Dynamic formations

CrowdMaster has the ability to dynamically assign agents to points in a formation in a natural looking manner without the user assigning agents to positions explicitly. This might be useful in situations where agents need to converge and create a formation but where the user can’t guarantee the order of arrival at the formation location.

At the heart of CrowdMasters dynamic formation system is a divide and conquer point cloud pairing algorithm inspired by quick sort and optical flow algorithms. The aim is to match every point in an input point cloud to a point in a target point cloud in a natural way. By natural I mean we want to avoid the situation where most agents are assigned nearby target points but a small number are assigned far away points. This might be the case if using an optimisation algorithm.

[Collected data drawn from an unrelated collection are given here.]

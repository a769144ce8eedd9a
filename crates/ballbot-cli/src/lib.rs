//! Ballbot CLI - Command line interface for batch simulation.

use anyhow::Result;
use ballbot_sim::{generate_imu_data, simulate, BotParams, ImuConfig, ImuData, SimTrace};
use clap::{Parser, ValueEnum};
use nalgebra::Vector3;
use std::path::PathBuf;

/// Public function that can be called from the main binary
pub fn run_cli_main(args: &[&str]) -> Result<()> {
    let args = Args::parse_from(args);
    main_inner(args)
}

#[derive(Parser, Debug)]
#[command(name = "ballbot-cli")]
#[command(about = "Self-balancing spherical robot simulator")]
#[command(version)]
pub struct Args {
    /// Output directory
    #[arg(short, long, default_value = "output")]
    output_dir: PathBuf,

    /// Run a single simulation
    #[arg(long)]
    single: bool,

    // ── Robot parameters ──────────────────────────────────────
    #[arg(long, default_value_t = 1.0)]
    radius: f64,

    #[arg(long, default_value_t = 9.0)]
    sphere_mass: f64,

    #[arg(long, default_value_t = 50.0)]
    pendulum_mass: f64,

    #[arg(long, default_value_t = 0.7)]
    pendulum_length: f64,

    #[arg(long, default_value_t = 2e-4)]
    time_step: f64,

    // ── Drive parameters ──────────────────────────────────────
    #[arg(long, default_value_t = 2.0)]
    drive_voltage: f64,

    /// Tilt setpoint (rad); defaults to 0.4π
    #[arg(long, default_value_t = 1.2566370614359172)]
    tilt_setpoint: f64,

    // ── Run options ───────────────────────────────────────────
    #[arg(long, default_value_t = 10.0)]
    duration: f64,

    #[arg(long, default_value_t = 60.0)]
    frame_rate: f64,

    // ── IMU options ───────────────────────────────────────────
    #[arg(long)]
    no_imu: bool,

    #[arg(long, default_value_t = 42)]
    seed: u64,

    #[arg(long, default_value_t = 1.0)]
    noise_scale: f64,

    // ── Sweep options ─────────────────────────────────────────
    /// Parameter swept in batch mode
    #[arg(long, value_enum, default_value = "drive-voltage")]
    sweep_param: SweepParam,

    #[arg(long, default_value_t = 5)]
    sweep_steps: usize,
}

#[derive(Debug, Clone, Copy, ValueEnum)]
enum SweepParam {
    DriveVoltage,
    PendulumMass,
}

fn main_inner(args: Args) -> Result<()> {
    println!("Ballbot Simulator");
    println!("=================\n");

    if args.single {
        run_single(&args)?;
    } else {
        run_sweep(&args)?;
    }

    Ok(())
}

// ---------------------------------------------------------------------------
// Single Run
// ---------------------------------------------------------------------------
fn run_single(args: &Args) -> Result<()> {
    println!("Running single simulation...");

    // 1. Setup & Simulate
    let params = build_bot_params(args);
    let trace = simulate(
        params,
        start_position(args),
        args.duration,
        args.frame_rate,
    )?;

    print_sim_stats(&trace, &params);

    // 2. Generate IMU trace (if requested)
    let imu = if !args.no_imu {
        let config = ImuConfig {
            noise_scale: args.noise_scale,
            seed: args.seed,
            ..ImuConfig::default()
        };
        Some(generate_imu_data(&trace, &config))
    } else {
        None
    };

    // 3. Export
    write_output(args, &trace, &params, imu.as_ref())?;

    Ok(())
}

// ---------------------------------------------------------------------------
// Sweep Run
// ---------------------------------------------------------------------------
fn run_sweep(args: &Args) -> Result<()> {
    println!("Sweeping {:?} over {} steps", args.sweep_param, args.sweep_steps);

    let steps = args.sweep_steps.max(2);
    let mut summary_rows = Vec::new();

    let (name, base) = match args.sweep_param {
        SweepParam::DriveVoltage => ("drive_voltage", args.drive_voltage),
        SweepParam::PendulumMass => ("pendulum_mass", args.pendulum_mass),
    };
    let start = base * 0.5;
    let end = base * 1.5;

    for i in 0..steps {
        let value = start + (end - start) * (i as f64 / (steps - 1) as f64);

        let mut params = build_bot_params(args);
        match args.sweep_param {
            SweepParam::DriveVoltage => params.drive_voltage = value,
            SweepParam::PendulumMass => params.pendulum_mass = value,
        }

        let trace = simulate(
            params,
            start_position(args),
            args.duration,
            args.frame_rate,
        )?;
        let distance = travel_distance(&trace);

        println!(
            "Run {}/{} | {}: {:.3} -> Distance: {:.2} m",
            i + 1,
            steps,
            name,
            value,
            distance
        );

        summary_rows.push((value, distance));
    }

    // Write summary
    let path = args.output_dir.join("sweep_summary.csv");
    std::fs::create_dir_all(&args.output_dir)?;
    let mut wtr = csv::Writer::from_path(&path)?;
    wtr.write_record([name, "distance"])?;
    for (value, distance) in summary_rows {
        wtr.write_record(&[format!("{:.4}", value), format!("{:.4}", distance)])?;
    }
    wtr.flush()?;

    println!("\nSweep complete. Summary at {:?}", path);
    Ok(())
}

// ---------------------------------------------------------------------------
// Helpers
// ---------------------------------------------------------------------------

fn build_bot_params(args: &Args) -> BotParams {
    BotParams {
        radius: args.radius,
        sphere_mass: args.sphere_mass,
        pendulum_mass: args.pendulum_mass,
        pendulum_length: args.pendulum_length,
        time_step: args.time_step,
        drive_voltage: args.drive_voltage,
        tilt_setpoint: args.tilt_setpoint,
    }
}

fn start_position(args: &Args) -> Vector3<f64> {
    Vector3::new(0.0, 0.0, args.radius)
}

fn travel_distance(trace: &SimTrace) -> f64 {
    match (trace.position.first(), trace.position.last()) {
        (Some(first), Some(last)) => (last - first).norm(),
        _ => 0.0,
    }
}

fn print_sim_stats(trace: &SimTrace, params: &BotParams) {
    let final_heading = trace.heading.last().copied().unwrap_or(0.0);
    let peak_speed = trace
        .angular_velocity
        .iter()
        .zip(&trace.tilt)
        .map(|(w, tilt)| (w * tilt.sin() * params.radius).abs())
        .fold(0.0, f64::max);

    println!("\nSimulation Stats:");
    println!("  Frames:        {}", trace.len());
    println!("  Sim Time:      {:.2} s", trace.time.last().copied().unwrap_or(0.0));
    println!("  Distance:      {:.2} m", travel_distance(trace));
    println!("  Final Heading: {:.3} rad", final_heading);
    println!("  Peak Speed:    {:.3} m/s", peak_speed);
    println!("-----------------------------");
}

fn write_output(
    args: &Args,
    trace: &SimTrace,
    params: &BotParams,
    imu: Option<&ImuData>,
) -> Result<()> {
    std::fs::create_dir_all(&args.output_dir)?;
    let path = args.output_dir.join("simulation.csv");
    let mut wtr = csv::Writer::from_path(&path)?;

    wtr.write_record([
        "time",
        // Sim truth
        "pos_x",
        "pos_y",
        "heading",
        "roll",
        "tilt",
        "tilt_velocity",
        "platform_angle",
        "pendulum_angle",
        "angular_velocity",
        "ground_speed",
        // IMU measurements (if available)
        "meas_heading",
        "meas_tilt",
        "meas_tilt_velocity",
        "meas_angular_velocity",
    ])?;

    let n = trace.len();
    for i in 0..n {
        let position = trace.position[i];
        let ground_speed = trace.angular_velocity[i] * trace.tilt[i].sin() * params.radius;

        // Default "empty" values if the IMU didn't run
        let (mh, mt, mtv, mav) = if let Some(data) = imu {
            (
                data.heading[i],
                data.tilt[i],
                data.tilt_velocity[i],
                data.angular_velocity[i],
            )
        } else {
            (0.0, 0.0, 0.0, 0.0)
        };

        wtr.write_record(&[
            format!("{:.4}", trace.time[i]),
            // Truth
            format!("{:.6}", position.x),
            format!("{:.6}", position.y),
            format!("{:.6}", trace.heading[i]),
            format!("{:.6}", trace.roll[i]),
            format!("{:.6}", trace.tilt[i]),
            format!("{:.6}", trace.tilt_velocity[i]),
            format!("{:.6}", trace.platform_angle[i]),
            format!("{:.6}", trace.pendulum_angle[i]),
            format!("{:.6}", trace.angular_velocity[i]),
            format!("{:.6}", ground_speed),
            // IMU
            format!("{:.6}", mh),
            format!("{:.6}", mt),
            format!("{:.6}", mtv),
            format!("{:.6}", mav),
        ])?;
    }

    wtr.flush()?;
    println!("Data written to {:?}", path);
    Ok(())
}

For example, the red dots represent input points and the blue dots represent points in the target formation.

Example

The method works using the following steps:

1) Select two points from the input point cloud and use these as the start points for the k-mean method. Do a small number of iterations of the k-mean algorithm to form two spacially separated groups A and B. ( O(n) )

Cluster

The green and turquoise dots represent the two groups and their centres.

2) Project each point in the target point cloud onto the line between the mean positions of all points in A and in B. Split the target points into two groups with size equal to A and B (called A’ and B’) where the points in A’ are points that were projected to the line on the same side of the divide as the mean position of A. ( O(n) using quick select. O(n log n) using quick sort )

Divide

The black line is the line between the centres of the groups and the yellow lines are showing where each target point is projected along that line.

3) Repeat the process for A & A’ and separately for B & B’ (recursive call)

Recurse

Larger groups may recurse and repeat the process.

4) If there are less than C (where C is a small constant) agents in A or B then calculate all pairings and select the optimal. ( O(1) )

Brute

Small groups will brute force a solution.

Final

The resulting pairs for this example might look something like this.